Ela maneou a cabeça de um lado pro outro concordando comigo.
- Vamos pedir isso a ele amanhã - diz nós fazendo ficar em silêncio.
- Você acha que eles sentem a minha falta? - Greta pergunta de repente quebrando o silêncio.
- Mais é claro que sim. Nesse pouco tempo que eu te conheço não vejo mais minha vida sem você. Então sim, eles sentem a sua falta.
- Você não ta falando isso porque sabe que eu preciso ouvir isso, não é? - pergunta sentimental.
- Eu nunca mentiria pra você, Greta. Você confiou em mim quando decidiu vir comigo naquele aeroporto, o mínimo que posso fazer é ser sincera com você. O que eu disse é verdade, bom, eu acredito. Se fosse eu no lugar deles, eu sentiria.
- Obrigada Amélia. Obrigada por trombar em mim naquele aeroporto e me oferecer ajuda. Se não fosse você, agora eu estaria vagando pelas ruas de algum lugar procurando como louca um lugar para dormir - ela estica o braço e pega a minha mão apertando - Eu estarei aqui pro que precisar. Quando... - faz uma pausa - Quando a sua doença avançar, eu cuidarei de você.
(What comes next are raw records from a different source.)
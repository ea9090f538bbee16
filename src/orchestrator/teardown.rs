//! Teardown of a running test
//!
//! Runs at most once per orchestrator, whether the test finished on its own
//! or was aborted. The order is fixed:
//!
//! 1. run every `*.killer` marker on its host
//! 2. hard-kill local remote-shell processes still alive
//! 3. cancel unstarted client tasks, then unstarted server tasks
//! 4. cancel anything else still unstarted
//! 5. wait for every task and clear the registry

use std::path::{Path, PathBuf};
use std::process::Stdio;
use std::time::Duration;

use tokio::process::Command;

use crate::common::{Error, Result};
use crate::testenv::Role;

use super::{Orchestrator, Reporter, Step};

/// Extension of remote kill marker files
pub const KILL_MARKER_EXT: &str = "killer";

#[derive(Debug, Clone, Copy, PartialEq, Eq)]
pub enum LifecycleState {
    Running,
    Draining,
    Stopped,
}

/// What one teardown did
#[derive(Debug, Clone, Default, PartialEq, Eq)]
pub struct TeardownSummary {
    /// Teardown had already run; nothing was done
    pub skipped: bool,
    /// Kill markers run successfully
    pub remote_kills: usize,
    /// Clients whose processes were hard-killed
    pub killed: Vec<String>,
    /// Tasks cancelled before they started a session
    pub cancelled: Vec<String>,
    /// Kill attempts that failed
    pub failures: usize,
}

impl TeardownSummary {
    pub fn is_clean(&self) -> bool {
        self.failures == 0
    }
}

/// Kill markers one directory below `test_root`, as `(host, path)`
///
/// The host is the name of the directory holding the marker.
pub fn find_kill_markers(test_root: &Path) -> Vec<(String, PathBuf)> {
    let Ok(hosts) = std::fs::read_dir(test_root) else {
        return Vec::new();
    };

    let mut markers = Vec::new();
    for host_dir in hosts.flatten() {
        let dir = host_dir.path();
        if !dir.is_dir() {
            continue;
        }
        let host = host_dir.file_name().to_string_lossy().into_owned();
        let Ok(files) = std::fs::read_dir(&dir) else {
            continue;
        };
        for file in files.flatten() {
            let path = file.path();
            if path.is_file() && path.extension().is_some_and(|e| e == KILL_MARKER_EXT) {
                markers.push((host.clone(), path));
            }
        }
    }
    markers.sort();
    markers
}

/// Run one kill marker through the remote shell, bounded by `limit`
pub async fn run_kill_marker(
    shell: &[String],
    host: &str,
    marker: &Path,
    limit: Duration,
) -> Result<()> {
    let (program, args) = shell
        .split_first()
        .ok_or_else(|| Error::Internal("empty remote shell".to_string()))?;

    let mut child = Command::new(program)
        .args(args)
        .arg(host)
        .arg(marker)
        .stdin(Stdio::null())
        .stdout(Stdio::null())
        .kill_on_drop(true)
        .spawn()
        .map_err(|e| Error::RemoteKillFailed {
            host: host.to_string(),
            message: e.to_string(),
        })?;

    let status = match tokio::time::timeout(limit, child.wait()).await {
        Ok(status) => status.map_err(|e| Error::RemoteKillFailed {
            host: host.to_string(),
            message: e.to_string(),
        })?,
        Err(_) => {
            return Err(Error::RemoteKillFailed {
                host: host.to_string(),
                message: format!("{} timed out after {:?}", marker.display(), limit),
            })
        }
    };

    if status.success() {
        Ok(())
    } else {
        Err(Error::RemoteKillFailed {
            host: host.to_string(),
            message: format!("{} exited with {}", marker.display(), status),
        })
    }
}

impl Orchestrator {
    /// Stop everything this orchestrator started
    ///
    /// Only the first call does anything; later calls return a skipped
    /// summary. Outcomes of tasks that finish meanwhile go to `reporter`.
    pub async fn shutdown<R: Reporter>(&mut self, reporter: &mut R) -> TeardownSummary {
        if self.state != LifecycleState::Running {
            tracing::debug!(state = ?self.state, "Teardown already done");
            return TeardownSummary {
                skipped: true,
                ..Default::default()
            };
        }
        self.state = LifecycleState::Draining;
        tracing::info!("Tearing down");

        // No session may register from here on
        self.registry.close();
        let mut summary = TeardownSummary::default();

        if let Some(root) = self.test_root.clone() {
            for (host, marker) in find_kill_markers(&root) {
                tracing::info!(host = %host, "Running {}", marker.display());
                match run_kill_marker(&self.shell, &host, &marker, self.remote_kill_timeout).await {
                    Ok(()) => summary.remote_kills += 1,
                    Err(e) => {
                        tracing::warn!("{}", e);
                        summary.failures += 1;
                    }
                }
            }
        }

        let (killed, failures) = self.registry.kill_live();
        summary.killed = killed;
        summary.failures += failures;

        summary.cancelled = self.registry.cancel_unstarted(Some(Role::Client));
        summary
            .cancelled
            .extend(self.registry.cancel_unstarted(Some(Role::Server)));
        summary.cancelled.extend(self.registry.cancel_unstarted(None));
        if !summary.cancelled.is_empty() {
            tracing::info!("Cancelled before start: {}", summary.cancelled.join(", "));
        }

        // Wake tasks sleeping through TEST_DURATION
        let _ = self.shutdown_tx.send(true);

        while !self.tasks.is_empty() {
            let step = tokio::select! {
                Some(control) = self.control_rx.recv() => Step::Control(control),
                joined = self.tasks.join_next_with_id() => Step::Joined(joined),
            };
            match step {
                Step::Control(control) => {
                    tracing::info!("Ignoring {:?}, teardown in progress", control)
                }
                Step::Joined(Some(joined)) => self.record(joined, reporter),
                Step::Joined(None) | Step::Idle => break,
            }
        }

        let leftover = self.registry.drain_processes();
        let still_live = leftover.iter().filter(|p| p.state.is_live()).count();
        if still_live > 0 {
            tracing::warn!("{} processes exited without being observed", still_live);
        }

        self.state = LifecycleState::Stopped;
        tracing::info!(
            remote_kills = summary.remote_kills,
            killed = summary.killed.len(),
            cancelled = summary.cancelled.len(),
            failures = summary.failures,
            "Teardown complete"
        );
        summary
    }
}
- Não, você não vai cuidar de mim. Eu não quero que você me veja definhando em cima de uma cama, não quero que perca seu tempo comigo.
- Você acha que mesmo depois de tudo que você fez por mim eu vou deixar você morrer sozinha? Vai sonhando, querida. Acho que você não me conhece o suficiente pra saber, mas vai conhecer e saber que pelas pessoas que eu gosto eu vou até o fim. Eu não vou sair do seu lado - ela ri - Falando assim parece que nós nos casamos - fala me fazendo lembrar do que o padre diz "na alegria e na tristeza, na saúde e na doença..." - Mais eu falo sério, eu não vou sair do seu lado, então agora eu acho que é a minha vez de te agradecer - pontuo.